From: Philippe Verdy (verdy_p@wanadoo.fr)
Date: Mon Jul 14 2003 - 17:26:29 EDT
On Monday, July 14, 2003 10:14 PM, Peter_Constable@sil.org <Peter_Constable@sil.org> wrote:
> Are there any libraries out there (open-source or otherwise) that can
> be used to detect the character encoding of a file or data stream?

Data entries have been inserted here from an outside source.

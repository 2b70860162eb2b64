use std::collections::{BTreeMap, HashMap};
use std::fs;
use std::path::Path;

use anyhow::{Context, Result, bail};
use chrono::{NaiveDate, Utc};
use regex::Regex;
use serde::Deserialize;
use tracing::{info, warn};

use crate::cli::{IngestArgs, UploadMode};
use crate::config::{NotifyConfig, StoreConfig, UploadSettings, run_offset};
use crate::model::{
    BatchFailure, FieldValue, NormalizedRecord, ReportCounts, ReportSettings, ReportSource,
    UploadFailure, UploadResult, UploadRunReport, UploadState,
};
use crate::notify;
use crate::store::{RecordStore, open_store};
use crate::util::{local_date, now_utc_string, sha256_file, utc_compact_string, write_json_pretty};

pub const REPORT_FILE_PREFIX: &str = "upload_run_";
const REPORT_MANIFEST_VERSION: u32 = 1;

mod field_map;
mod normalize;
mod prepare;
mod report;
mod row_parse;
mod run;
mod uploader;

pub use run::run;

use field_map::*;
use normalize::*;
use prepare::*;
use report::*;
use row_parse::*;
use uploader::*;
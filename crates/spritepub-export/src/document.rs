//! Serialized descriptor documents.

use spritepub_spec::DataKind;

use crate::plist::PlistValue;

/// A descriptor document produced by a serializer.
#[derive(Debug, Clone, PartialEq, Eq)]
pub enum ExportDocument {
    /// Property-list tree, encoded to XML on render.
    PropertyList(PlistValue),
    /// Already-formatted text (JSON manifests, scene descriptions).
    Text(String),
}

impl ExportDocument {
    /// Renders the document to the exact text written to disk.
    pub fn render(&self) -> String {
        match self {
            ExportDocument::PropertyList(value) => value.to_xml(),
            ExportDocument::Text(text) => text.clone(),
        }
    }

    /// BLAKE3 hex digest of the rendered document.
    pub fn content_hash(&self) -> String {
        blake3::hash(self.render().as_bytes()).to_hex().to_string()
    }

    /// Returns the text, if this is a text document.
    pub fn as_text(&self) -> Option<&str> {
        match self {
            ExportDocument::Text(text) => Some(text),
            ExportDocument::PropertyList(_) => None,
        }
    }

    /// Returns the property-list tree, if this is a property list.
    pub fn as_plist(&self) -> Option<&PlistValue> {
        match self {
            ExportDocument::PropertyList(value) => Some(value),
            ExportDocument::Text(_) => None,
        }
    }
}

/// In-memory result of one serializer call: `{data, format}`.
#[derive(Debug, Clone, PartialEq, Eq)]
pub struct ExportResult {
    /// The serialized document.
    pub data: ExportDocument,
    /// Declared output file kind.
    pub format: DataKind,
}

impl ExportResult {
    /// Creates a property-list result.
    pub fn plist(value: PlistValue) -> Self {
        Self {
            data: ExportDocument::PropertyList(value),
            format: DataKind::Plist,
        }
    }

    /// Creates a JSON result from formatted text.
    pub fn json(text: String) -> Self {
        Self {
            data: ExportDocument::Text(text),
            format: DataKind::Json,
        }
    }

    /// Creates a scene-description result.
    pub fn tscn(text: String) -> Self {
        Self {
            data: ExportDocument::Text(text),
            format: DataKind::Tscn,
        }
    }
}
//! Error and warning types shared by the export layer.

use thiserror::Error;

/// Common trait for errors surfaced by the export layer.
///
/// Every error type in the workspace implements this trait so callers can
/// report failures uniformly:
/// - a stable code for programmatic handling
/// - a human-readable message
/// - a category grouping related errors
///
/// # Example
///
/// ```ignore
/// use spritepub_spec::error::CodedError;
///
/// fn report<E: CodedError>(err: E) {
///     eprintln!("[{}] {}", err.code(), err.message());
/// }
/// ```
pub trait CodedError: std::error::Error {
    /// Get the error code for reporting.
    ///
    /// Returns a static string like "GEOMETRY_001" or "EXPORT_002".
    fn code(&self) -> &'static str;

    /// Get a human-readable message describing the error.
    fn message(&self) -> String {
        self.to_string()
    }

    /// Get the error category (e.g., "geometry", "export", "writer").
    fn category(&self) -> &'static str;
}

/// Errors raised while constructing or loading frame geometry.
#[derive(Debug, Clone, PartialEq, Eq, Error)]
pub enum GeometryError {
    /// Frame rectangle data is inconsistent with the source size.
    #[error("malformed geometry{}: {reason}", frame_label(.name))]
    MalformedGeometry {
        /// Sprite name, or empty when the frame is not yet named.
        name: String,
        /// What is inconsistent.
        reason: String,
    },

    /// The same sprite key was inserted twice into a frame set.
    #[error("duplicate sprite frame: '{0}'")]
    DuplicateFrame(String),
}

/// ` for frame '<name>'`, or nothing for an unnamed frame.
fn frame_label(name: &str) -> String {
    if name.is_empty() {
        String::new()
    } else {
        format!(" for frame '{}'", name)
    }
}

impl GeometryError {
    pub(crate) fn malformed(reason: impl Into<String>) -> Self {
        GeometryError::MalformedGeometry {
            name: String::new(),
            reason: reason.into(),
        }
    }

    /// Attaches the sprite name to a malformed-geometry error.
    pub fn for_frame(self, frame_name: &str) -> Self {
        match self {
            GeometryError::MalformedGeometry { reason, .. } => GeometryError::MalformedGeometry {
                name: frame_name.to_string(),
                reason,
            },
            other => other,
        }
    }
}

impl CodedError for GeometryError {
    fn code(&self) -> &'static str {
        match self {
            GeometryError::MalformedGeometry { .. } => "GEOMETRY_001",
            GeometryError::DuplicateFrame(_) => "GEOMETRY_002",
        }
    }

    fn category(&self) -> &'static str {
        "geometry"
    }
}

/// Errors raised when an export context lacks an input a serializer needs.
#[derive(Debug, Clone, PartialEq, Eq, Error)]
pub enum ContextError {
    /// A required field is absent or empty.
    #[error("missing required field: {0}")]
    MissingRequiredField(&'static str),
}

impl CodedError for ContextError {
    fn code(&self) -> &'static str {
        "CONTEXT_001"
    }

    fn category(&self) -> &'static str {
        "context"
    }
}

/// Errors raised when loading packer output or export contexts from JSON.
#[derive(Debug, Error)]
pub enum LoadError {
    /// JSON parsing error (includes geometry rejected during parsing).
    #[error("JSON parse error: {0}")]
    JsonParse(#[from] serde_json::Error),
}

impl CodedError for LoadError {
    fn code(&self) -> &'static str {
        "LOAD_001"
    }

    fn category(&self) -> &'static str {
        "load"
    }
}

/// Warning codes reported alongside successful operations.
#[derive(Debug, Clone, Copy, PartialEq, Eq, Hash)]
pub enum WarningCode {
    /// W001: A format identifier was registered more than once
    FormatReplaced,
}

impl WarningCode {
    /// Returns the warning code string (e.g., "W001").
    pub fn code(&self) -> &'static str {
        match self {
            WarningCode::FormatReplaced => "W001",
        }
    }
}

impl std::fmt::Display for WarningCode {
    fn fmt(&self, f: &mut std::fmt::Formatter<'_>) -> std::fmt::Result {
        write!(f, "{}", self.code())
    }
}

/// A caller-facing warning with code and message.
#[derive(Debug, Clone, PartialEq, Eq)]
pub struct Warning {
    /// The warning code.
    pub code: WarningCode,
    /// Human-readable warning message.
    pub message: String,
}

impl Warning {
    /// Creates a new warning.
    pub fn new(code: WarningCode, message: impl Into<String>) -> Self {
        Self {
            code,
            message: message.into(),
        }
    }
}

impl std::fmt::Display for Warning {
    fn fmt(&self, f: &mut std::fmt::Formatter<'_>) -> std::fmt::Result {
        write!(f, "{}: {}", self.code, self.message)
    }
}

#[cfg(test)]
mod tests {
    use super::*;

    #[test]
    fn test_geometry_error_codes() {
        let err = GeometryError::malformed("bad").for_frame("hero.png");
        assert_eq!(err.code(), "GEOMETRY_001");
        assert_eq!(err.category(), "geometry");
        assert_eq!(
            err.message(),
            "malformed geometry for frame 'hero.png': bad"
        );

        let err = GeometryError::DuplicateFrame("a".to_string());
        assert_eq!(err.code(), "GEOMETRY_002");
    }

    #[test]
    fn test_unnamed_geometry_error_omits_frame() {
        let err = GeometryError::malformed("negative size");
        assert_eq!(err.to_string(), "malformed geometry: negative size");
    }

    #[test]
    fn test_for_frame_keeps_duplicate_errors() {
        let err = GeometryError::DuplicateFrame("a".to_string()).for_frame("b");
        assert_eq!(err, GeometryError::DuplicateFrame("a".to_string()));
    }

    #[test]
    fn test_warning_display() {
        let warning = Warning::new(WarningCode::FormatReplaced, "format 'json' replaced");
        assert_eq!(warning.to_string(), "W001: format 'json' replaced");
    }
}
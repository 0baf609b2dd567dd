//! Sprite Atlas Geometry Model
//!
//! This crate provides the value types exchanged between a sprite packer and
//! the `spritepub-export` serializers.
//!
//! # Overview
//!
//! - A packer produces a [`SpriteFrameSet`]: sprite names mapped, in packing
//!   order, to validated [`SpriteFrame`] geometry.
//! - The caller describes where the results go with an [`ExportContext`].
//! - Invalid geometry is rejected at construction time with
//!   [`GeometryError::MalformedGeometry`].
//!
//! # Example
//!
//! ```
//! use spritepub_spec::{ExportContext, Point, Rect, Size, SpriteFrame, SpriteFrameSet};
//!
//! let hero = SpriteFrame::new(
//!     Rect::new(0, 0, 30, 40),
//!     Point::new(1, 0),
//!     Rect::new(4, 2, 30, 40),
//!     Size::new(36, 44),
//!     false,
//! )
//! .unwrap();
//!
//! let mut frames = SpriteFrameSet::new();
//! frames.insert("hero/idle_0.png", hero).unwrap();
//!
//! let ctx = ExportContext::new("out/atlas").with_image("out/atlas.png");
//! assert_eq!(ctx.require_image().unwrap(), "out/atlas.png");
//! assert!(frames.get("hero/idle_0.png").unwrap().is_trimmed());
//! ```
//!
//! # Modules
//!
//! - [`error`]: Error and warning types
//! - [`geometry`]: Rect, point, size and sprite frame records
//! - [`frame_set`]: Insertion-ordered frame collection
//! - [`context`]: Export context and path resolution
//! - [`output`]: Output document kinds

pub mod context;
pub mod error;
pub mod frame_set;
pub mod geometry;
pub mod output;

pub use context::{ExportContext, ImageFiles, ScalingVariant};
pub use error::{CodedError, ContextError, GeometryError, LoadError, Warning, WarningCode};
pub use frame_set::SpriteFrameSet;
pub use geometry::{Point, Rect, Size, SpriteFrame, Triangles};
pub use output::DataKind;
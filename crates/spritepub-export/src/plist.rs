//! Minimal XML property-list encoder.
//!
//! Only the value types the atlas descriptors need are supported. Dictionary
//! keys are emitted in sorted order, so output does not depend on the order
//! entries were inserted.

use std::collections::BTreeMap;

const XML_HEADER: &str = "<?xml version=\"1.0\" encoding=\"UTF-8\"?>\n\
<!DOCTYPE plist PUBLIC \"-//Apple//DTD PLIST 1.0//EN\" \"http://www.apple.com/DTDs/PropertyList-1.0.dtd\">\n\
<plist version=\"1.0\">\n";

/// A property-list value.
#[derive(Debug, Clone, PartialEq, Eq)]
pub enum PlistValue {
    String(String),
    Integer(i64),
    Boolean(bool),
    Array(Vec<PlistValue>),
    Dictionary(BTreeMap<String, PlistValue>),
}

impl PlistValue {
    /// Creates an empty dictionary.
    pub fn dictionary() -> Self {
        PlistValue::Dictionary(BTreeMap::new())
    }

    /// Returns the dictionary entries, if this is a dictionary.
    pub fn as_dictionary(&self) -> Option<&BTreeMap<String, PlistValue>> {
        match self {
            PlistValue::Dictionary(dict) => Some(dict),
            _ => None,
        }
    }

    /// Returns the string contents, if this is a string.
    pub fn as_str(&self) -> Option<&str> {
        match self {
            PlistValue::String(s) => Some(s),
            _ => None,
        }
    }

    /// Looks up `key` if this is a dictionary.
    pub fn get(&self, key: &str) -> Option<&PlistValue> {
        self.as_dictionary().and_then(|dict| dict.get(key))
    }

    /// Encodes the value as a complete XML plist document.
    pub fn to_xml(&self) -> String {
        let mut out = String::from(XML_HEADER);
        write_value(&mut out, self, 0);
        out.push_str("</plist>\n");
        out
    }
}

impl From<&str> for PlistValue {
    fn from(value: &str) -> Self {
        PlistValue::String(value.to_string())
    }
}

impl From<String> for PlistValue {
    fn from(value: String) -> Self {
        PlistValue::String(value)
    }
}

impl From<i64> for PlistValue {
    fn from(value: i64) -> Self {
        PlistValue::Integer(value)
    }
}

impl From<bool> for PlistValue {
    fn from(value: bool) -> Self {
        PlistValue::Boolean(value)
    }
}

impl From<BTreeMap<String, PlistValue>> for PlistValue {
    fn from(value: BTreeMap<String, PlistValue>) -> Self {
        PlistValue::Dictionary(value)
    }
}

fn write_value(out: &mut String, value: &PlistValue, depth: usize) {
    let indent = "\t".repeat(depth);
    match value {
        PlistValue::String(s) => {
            out.push_str(&format!("{}<string>{}</string>\n", indent, escape(s)));
        }
        PlistValue::Integer(n) => {
            out.push_str(&format!("{}<integer>{}</integer>\n", indent, n));
        }
        PlistValue::Boolean(true) => out.push_str(&format!("{}<true/>\n", indent)),
        PlistValue::Boolean(false) => out.push_str(&format!("{}<false/>\n", indent)),
        PlistValue::Array(items) if items.is_empty() => {
            out.push_str(&format!("{}<array/>\n", indent));
        }
        PlistValue::Array(items) => {
            out.push_str(&format!("{}<array>\n", indent));
            for item in items {
                write_value(out, item, depth + 1);
            }
            out.push_str(&format!("{}</array>\n", indent));
        }
        PlistValue::Dictionary(dict) if dict.is_empty() => {
            out.push_str(&format!("{}<dict/>\n", indent));
        }
        PlistValue::Dictionary(dict) => {
            out.push_str(&format!("{}<dict>\n", indent));
            let key_indent = "\t".repeat(depth + 1);
            for (key, item) in dict {
                out.push_str(&format!("{}<key>{}</key>\n", key_indent, escape(key)));
                write_value(out, item, depth + 1);
            }
            out.push_str(&format!("{}</dict>\n", indent));
        }
    }
}

fn escape(text: &str) -> String {
    let mut escaped = String::with_capacity(text.len());
    for c in text.chars() {
        match c {
            '&' => escaped.push_str("&amp;"),
            '<' => escaped.push_str("&lt;"),
            '>' => escaped.push_str("&gt;"),
            '"' => escaped.push_str("&quot;"),
            _ => escaped.push(c),
        }
    }
    escaped
}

Yes, but these libraries actually try to detect the actual encoded
language, based on strict validity rules to discriminate first the
possible encodings, then statistic rules to try matching the
languages with their various encoded byte sequences, then with
the help of common words. The result is probabilistic, and what you
get is an ordered list of language-encoding pairs. There are many
cases where the final decision is ambiguous, so this may be tuned
by the reader.
Simple algorithms are used in Internet Explorer for its "auto-
determined" mode, but it often fails and detects a Chinese
text encoded with EUC-CN or UTF-7, when in fact it is just plain
English coded with ASCII. This failure occurs with Chinese
simply because there is no actual dictionnary to try matching the
common ideographs often used in Chinese text (notably its
ideographic punctuation and square spaces).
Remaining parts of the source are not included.